WORK REQUEST: How many lines in the data hold the string "takes"? State the number alone.

#### SOURCE DATA ####

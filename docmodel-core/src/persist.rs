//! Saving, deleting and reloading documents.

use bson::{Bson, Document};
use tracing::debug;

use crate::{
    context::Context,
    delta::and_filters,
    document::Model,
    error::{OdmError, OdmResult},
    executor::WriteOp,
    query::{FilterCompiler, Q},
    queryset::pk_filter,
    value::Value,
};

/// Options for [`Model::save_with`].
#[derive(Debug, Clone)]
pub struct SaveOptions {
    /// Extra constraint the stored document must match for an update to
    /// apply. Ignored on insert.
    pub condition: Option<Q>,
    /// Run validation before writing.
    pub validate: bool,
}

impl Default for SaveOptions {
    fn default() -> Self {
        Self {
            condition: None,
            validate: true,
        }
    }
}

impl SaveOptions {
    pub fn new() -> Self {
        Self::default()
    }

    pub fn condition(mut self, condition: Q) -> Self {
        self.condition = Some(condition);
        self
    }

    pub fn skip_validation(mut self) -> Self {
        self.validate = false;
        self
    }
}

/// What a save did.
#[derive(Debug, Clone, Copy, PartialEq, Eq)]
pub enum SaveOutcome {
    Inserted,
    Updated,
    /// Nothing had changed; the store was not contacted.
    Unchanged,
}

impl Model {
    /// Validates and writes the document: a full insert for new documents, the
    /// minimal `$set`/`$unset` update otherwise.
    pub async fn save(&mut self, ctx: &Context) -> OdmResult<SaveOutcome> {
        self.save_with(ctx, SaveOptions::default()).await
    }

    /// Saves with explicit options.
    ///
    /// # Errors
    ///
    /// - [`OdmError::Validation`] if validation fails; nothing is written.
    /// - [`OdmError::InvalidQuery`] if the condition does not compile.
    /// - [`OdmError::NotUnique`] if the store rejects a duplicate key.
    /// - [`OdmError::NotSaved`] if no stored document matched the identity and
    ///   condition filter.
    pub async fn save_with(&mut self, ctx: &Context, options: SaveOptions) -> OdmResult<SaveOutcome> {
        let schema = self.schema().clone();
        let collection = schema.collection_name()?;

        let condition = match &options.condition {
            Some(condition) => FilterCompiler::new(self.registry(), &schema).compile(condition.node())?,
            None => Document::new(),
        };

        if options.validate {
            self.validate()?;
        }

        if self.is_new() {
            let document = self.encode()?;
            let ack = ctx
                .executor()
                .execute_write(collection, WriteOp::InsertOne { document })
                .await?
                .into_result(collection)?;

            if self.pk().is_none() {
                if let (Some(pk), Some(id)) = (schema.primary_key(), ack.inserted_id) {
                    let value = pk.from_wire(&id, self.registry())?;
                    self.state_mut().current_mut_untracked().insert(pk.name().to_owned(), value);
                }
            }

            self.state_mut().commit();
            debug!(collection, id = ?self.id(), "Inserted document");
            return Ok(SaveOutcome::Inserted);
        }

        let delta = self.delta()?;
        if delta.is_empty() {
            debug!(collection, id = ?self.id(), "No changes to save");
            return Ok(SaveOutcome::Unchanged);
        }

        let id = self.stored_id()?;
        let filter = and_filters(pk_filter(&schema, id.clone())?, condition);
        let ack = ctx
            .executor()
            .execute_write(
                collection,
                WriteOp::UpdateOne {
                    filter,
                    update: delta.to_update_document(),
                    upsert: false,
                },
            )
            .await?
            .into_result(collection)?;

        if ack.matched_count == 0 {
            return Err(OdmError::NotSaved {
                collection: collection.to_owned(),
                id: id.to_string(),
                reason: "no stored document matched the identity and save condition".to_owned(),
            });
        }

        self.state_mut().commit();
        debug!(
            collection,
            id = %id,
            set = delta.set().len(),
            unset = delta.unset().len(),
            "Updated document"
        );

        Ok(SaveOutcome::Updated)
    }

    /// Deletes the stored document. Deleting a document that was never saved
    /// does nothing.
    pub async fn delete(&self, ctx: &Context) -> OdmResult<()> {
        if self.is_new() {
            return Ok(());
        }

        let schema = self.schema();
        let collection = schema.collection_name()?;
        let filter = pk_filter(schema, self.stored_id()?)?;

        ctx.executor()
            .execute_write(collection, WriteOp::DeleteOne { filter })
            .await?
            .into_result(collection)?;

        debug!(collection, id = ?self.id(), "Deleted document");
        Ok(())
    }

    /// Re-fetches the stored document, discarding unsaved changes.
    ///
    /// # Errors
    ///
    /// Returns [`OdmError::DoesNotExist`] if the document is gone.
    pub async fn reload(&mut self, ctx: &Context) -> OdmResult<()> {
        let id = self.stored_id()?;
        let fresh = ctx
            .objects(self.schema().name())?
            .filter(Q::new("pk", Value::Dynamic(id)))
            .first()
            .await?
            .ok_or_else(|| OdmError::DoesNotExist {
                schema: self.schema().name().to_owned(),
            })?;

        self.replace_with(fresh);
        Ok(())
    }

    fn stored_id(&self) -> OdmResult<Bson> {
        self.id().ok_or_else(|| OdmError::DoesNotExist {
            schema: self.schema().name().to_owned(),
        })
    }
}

####
#### SOURCE DATA ####

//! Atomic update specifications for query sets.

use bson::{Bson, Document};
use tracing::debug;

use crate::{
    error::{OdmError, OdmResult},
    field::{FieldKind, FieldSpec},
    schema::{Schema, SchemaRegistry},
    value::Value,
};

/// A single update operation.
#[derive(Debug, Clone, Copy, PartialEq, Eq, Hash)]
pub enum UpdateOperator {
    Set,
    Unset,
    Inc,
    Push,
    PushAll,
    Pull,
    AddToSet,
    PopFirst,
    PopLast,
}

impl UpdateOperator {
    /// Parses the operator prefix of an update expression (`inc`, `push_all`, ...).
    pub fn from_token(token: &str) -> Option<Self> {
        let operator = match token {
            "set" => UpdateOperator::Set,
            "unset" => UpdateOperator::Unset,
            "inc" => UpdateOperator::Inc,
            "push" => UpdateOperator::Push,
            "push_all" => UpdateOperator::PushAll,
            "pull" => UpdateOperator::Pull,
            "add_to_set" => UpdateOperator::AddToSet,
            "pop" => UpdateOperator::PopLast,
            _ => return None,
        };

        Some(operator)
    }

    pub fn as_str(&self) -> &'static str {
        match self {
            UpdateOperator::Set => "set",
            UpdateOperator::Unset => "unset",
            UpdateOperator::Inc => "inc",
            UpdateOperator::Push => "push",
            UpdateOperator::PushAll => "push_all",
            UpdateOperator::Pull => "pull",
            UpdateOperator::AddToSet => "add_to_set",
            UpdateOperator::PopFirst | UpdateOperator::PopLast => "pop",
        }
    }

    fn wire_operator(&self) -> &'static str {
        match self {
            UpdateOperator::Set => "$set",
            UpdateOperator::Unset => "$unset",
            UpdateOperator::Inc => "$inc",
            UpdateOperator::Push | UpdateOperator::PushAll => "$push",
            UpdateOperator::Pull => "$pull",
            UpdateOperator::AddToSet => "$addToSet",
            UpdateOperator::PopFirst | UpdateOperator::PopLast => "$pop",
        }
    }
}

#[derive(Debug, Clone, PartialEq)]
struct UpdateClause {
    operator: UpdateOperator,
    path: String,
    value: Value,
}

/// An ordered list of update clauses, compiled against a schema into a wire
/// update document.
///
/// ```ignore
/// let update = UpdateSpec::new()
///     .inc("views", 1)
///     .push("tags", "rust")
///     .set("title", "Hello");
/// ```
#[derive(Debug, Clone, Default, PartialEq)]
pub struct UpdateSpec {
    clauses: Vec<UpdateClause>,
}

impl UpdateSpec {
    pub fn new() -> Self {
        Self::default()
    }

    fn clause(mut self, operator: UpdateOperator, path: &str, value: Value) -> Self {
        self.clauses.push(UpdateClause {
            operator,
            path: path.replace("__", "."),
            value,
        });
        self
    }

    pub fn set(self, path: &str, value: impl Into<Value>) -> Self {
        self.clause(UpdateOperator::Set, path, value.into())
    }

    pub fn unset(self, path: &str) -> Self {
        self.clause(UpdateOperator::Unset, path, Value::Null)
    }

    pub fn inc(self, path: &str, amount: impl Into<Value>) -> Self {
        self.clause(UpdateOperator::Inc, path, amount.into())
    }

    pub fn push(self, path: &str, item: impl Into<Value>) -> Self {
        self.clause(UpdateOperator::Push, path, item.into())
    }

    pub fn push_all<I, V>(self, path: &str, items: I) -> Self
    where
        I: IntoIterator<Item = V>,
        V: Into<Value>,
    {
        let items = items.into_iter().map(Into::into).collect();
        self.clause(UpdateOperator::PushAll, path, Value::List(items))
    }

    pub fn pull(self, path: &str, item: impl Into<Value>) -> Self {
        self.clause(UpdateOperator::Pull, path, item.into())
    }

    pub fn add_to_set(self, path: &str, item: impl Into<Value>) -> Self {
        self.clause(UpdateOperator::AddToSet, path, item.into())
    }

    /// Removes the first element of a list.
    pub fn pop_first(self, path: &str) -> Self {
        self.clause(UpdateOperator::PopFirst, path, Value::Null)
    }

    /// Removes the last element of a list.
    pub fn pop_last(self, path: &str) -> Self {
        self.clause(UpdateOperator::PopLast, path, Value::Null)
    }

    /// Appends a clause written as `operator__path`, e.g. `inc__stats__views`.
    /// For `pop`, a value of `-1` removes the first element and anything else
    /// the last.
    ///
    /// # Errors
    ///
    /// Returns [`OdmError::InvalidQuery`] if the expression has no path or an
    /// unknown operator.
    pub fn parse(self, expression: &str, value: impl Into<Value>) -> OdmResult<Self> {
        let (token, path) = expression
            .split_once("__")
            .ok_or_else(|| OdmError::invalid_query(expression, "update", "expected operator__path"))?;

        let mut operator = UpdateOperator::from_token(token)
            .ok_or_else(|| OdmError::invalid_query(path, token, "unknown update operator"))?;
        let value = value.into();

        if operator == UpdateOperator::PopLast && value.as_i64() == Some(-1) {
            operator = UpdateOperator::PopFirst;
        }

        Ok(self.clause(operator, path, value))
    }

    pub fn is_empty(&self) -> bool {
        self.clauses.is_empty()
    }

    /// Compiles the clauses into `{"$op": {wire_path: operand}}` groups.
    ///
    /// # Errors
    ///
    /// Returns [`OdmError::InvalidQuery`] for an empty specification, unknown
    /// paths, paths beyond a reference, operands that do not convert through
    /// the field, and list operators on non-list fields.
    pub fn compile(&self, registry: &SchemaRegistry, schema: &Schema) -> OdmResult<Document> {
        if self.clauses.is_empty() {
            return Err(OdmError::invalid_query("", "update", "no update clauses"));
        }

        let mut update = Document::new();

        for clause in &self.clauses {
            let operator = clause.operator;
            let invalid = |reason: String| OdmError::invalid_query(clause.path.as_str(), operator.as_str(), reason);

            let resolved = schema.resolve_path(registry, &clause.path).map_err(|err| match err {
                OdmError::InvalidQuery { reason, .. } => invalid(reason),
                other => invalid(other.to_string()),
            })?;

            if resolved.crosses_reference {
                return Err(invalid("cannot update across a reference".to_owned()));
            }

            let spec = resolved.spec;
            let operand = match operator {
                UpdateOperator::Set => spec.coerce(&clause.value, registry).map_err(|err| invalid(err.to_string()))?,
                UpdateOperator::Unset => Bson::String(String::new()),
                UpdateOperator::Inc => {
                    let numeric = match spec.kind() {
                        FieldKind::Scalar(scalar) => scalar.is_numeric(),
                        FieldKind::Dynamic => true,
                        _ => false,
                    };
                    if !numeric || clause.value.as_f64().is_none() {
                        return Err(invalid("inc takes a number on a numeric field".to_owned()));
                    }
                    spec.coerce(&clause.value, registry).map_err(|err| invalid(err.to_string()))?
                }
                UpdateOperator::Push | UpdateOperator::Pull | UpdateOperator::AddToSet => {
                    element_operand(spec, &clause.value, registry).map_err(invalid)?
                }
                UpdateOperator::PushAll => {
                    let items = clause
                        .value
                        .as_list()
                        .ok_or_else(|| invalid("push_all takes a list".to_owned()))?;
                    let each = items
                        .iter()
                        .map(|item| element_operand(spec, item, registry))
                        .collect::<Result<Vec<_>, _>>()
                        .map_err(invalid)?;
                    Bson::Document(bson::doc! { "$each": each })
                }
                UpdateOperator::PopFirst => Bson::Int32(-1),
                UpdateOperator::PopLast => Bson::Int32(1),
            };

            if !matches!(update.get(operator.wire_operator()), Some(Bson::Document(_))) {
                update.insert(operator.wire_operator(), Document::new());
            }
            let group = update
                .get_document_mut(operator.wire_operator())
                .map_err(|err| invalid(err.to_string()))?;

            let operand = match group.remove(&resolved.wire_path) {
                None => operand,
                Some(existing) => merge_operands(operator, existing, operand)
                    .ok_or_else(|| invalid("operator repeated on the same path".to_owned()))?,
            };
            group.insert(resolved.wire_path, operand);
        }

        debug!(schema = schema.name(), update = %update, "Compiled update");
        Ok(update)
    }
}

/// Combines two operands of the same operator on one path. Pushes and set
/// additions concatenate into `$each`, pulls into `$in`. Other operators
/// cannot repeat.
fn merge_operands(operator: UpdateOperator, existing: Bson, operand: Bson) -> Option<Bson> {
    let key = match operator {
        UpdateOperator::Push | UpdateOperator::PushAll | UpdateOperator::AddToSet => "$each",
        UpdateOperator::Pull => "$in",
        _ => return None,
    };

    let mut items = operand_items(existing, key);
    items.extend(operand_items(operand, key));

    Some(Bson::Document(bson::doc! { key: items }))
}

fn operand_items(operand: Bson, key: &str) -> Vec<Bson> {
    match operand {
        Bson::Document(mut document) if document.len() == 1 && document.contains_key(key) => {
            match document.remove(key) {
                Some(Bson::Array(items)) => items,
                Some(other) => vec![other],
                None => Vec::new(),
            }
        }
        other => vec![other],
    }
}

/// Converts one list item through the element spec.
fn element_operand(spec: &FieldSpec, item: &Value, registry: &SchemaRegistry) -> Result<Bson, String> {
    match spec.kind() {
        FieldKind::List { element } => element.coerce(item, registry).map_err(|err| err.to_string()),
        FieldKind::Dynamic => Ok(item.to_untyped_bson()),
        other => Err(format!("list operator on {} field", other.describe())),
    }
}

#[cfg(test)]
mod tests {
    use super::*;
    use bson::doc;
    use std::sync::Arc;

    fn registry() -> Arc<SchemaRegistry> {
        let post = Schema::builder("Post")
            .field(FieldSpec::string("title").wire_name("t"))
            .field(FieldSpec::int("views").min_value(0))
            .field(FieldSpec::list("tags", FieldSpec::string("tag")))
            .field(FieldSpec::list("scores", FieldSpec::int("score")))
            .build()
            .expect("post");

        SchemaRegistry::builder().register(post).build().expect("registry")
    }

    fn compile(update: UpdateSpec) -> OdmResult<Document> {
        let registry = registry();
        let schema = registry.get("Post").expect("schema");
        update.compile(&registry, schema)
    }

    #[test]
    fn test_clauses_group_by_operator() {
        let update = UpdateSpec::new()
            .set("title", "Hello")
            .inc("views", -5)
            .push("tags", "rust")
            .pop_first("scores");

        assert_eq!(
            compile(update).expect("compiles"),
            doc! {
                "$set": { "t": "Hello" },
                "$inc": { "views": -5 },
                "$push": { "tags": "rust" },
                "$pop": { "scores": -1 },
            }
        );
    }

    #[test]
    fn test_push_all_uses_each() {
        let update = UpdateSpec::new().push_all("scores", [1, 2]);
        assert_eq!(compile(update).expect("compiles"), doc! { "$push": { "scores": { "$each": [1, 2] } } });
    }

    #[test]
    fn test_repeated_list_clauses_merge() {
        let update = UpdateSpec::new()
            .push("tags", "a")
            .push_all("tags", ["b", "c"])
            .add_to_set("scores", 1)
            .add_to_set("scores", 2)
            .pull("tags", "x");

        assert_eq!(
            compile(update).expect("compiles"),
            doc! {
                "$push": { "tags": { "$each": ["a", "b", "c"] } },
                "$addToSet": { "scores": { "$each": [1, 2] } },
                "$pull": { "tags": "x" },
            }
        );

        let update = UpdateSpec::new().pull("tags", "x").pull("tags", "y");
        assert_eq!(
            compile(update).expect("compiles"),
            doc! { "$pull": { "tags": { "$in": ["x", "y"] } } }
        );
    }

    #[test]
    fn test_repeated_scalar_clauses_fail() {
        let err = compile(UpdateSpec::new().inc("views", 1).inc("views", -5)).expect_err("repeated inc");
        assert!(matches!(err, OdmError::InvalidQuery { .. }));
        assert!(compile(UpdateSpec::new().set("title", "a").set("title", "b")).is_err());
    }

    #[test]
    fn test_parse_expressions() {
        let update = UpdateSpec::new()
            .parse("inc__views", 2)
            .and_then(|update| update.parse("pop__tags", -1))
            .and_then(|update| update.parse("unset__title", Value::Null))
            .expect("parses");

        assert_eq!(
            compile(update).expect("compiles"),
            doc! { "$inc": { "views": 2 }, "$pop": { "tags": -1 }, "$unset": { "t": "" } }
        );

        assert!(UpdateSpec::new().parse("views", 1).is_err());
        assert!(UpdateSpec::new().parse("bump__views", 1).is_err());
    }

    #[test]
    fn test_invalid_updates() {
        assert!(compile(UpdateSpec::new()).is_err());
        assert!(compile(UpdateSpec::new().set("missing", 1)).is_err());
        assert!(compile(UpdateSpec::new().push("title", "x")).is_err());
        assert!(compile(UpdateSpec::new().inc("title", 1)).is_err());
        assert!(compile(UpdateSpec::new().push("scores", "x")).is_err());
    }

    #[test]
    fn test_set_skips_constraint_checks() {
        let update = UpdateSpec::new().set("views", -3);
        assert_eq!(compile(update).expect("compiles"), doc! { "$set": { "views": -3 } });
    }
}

####

OUTPUT FOR THIS EXERCISE: 2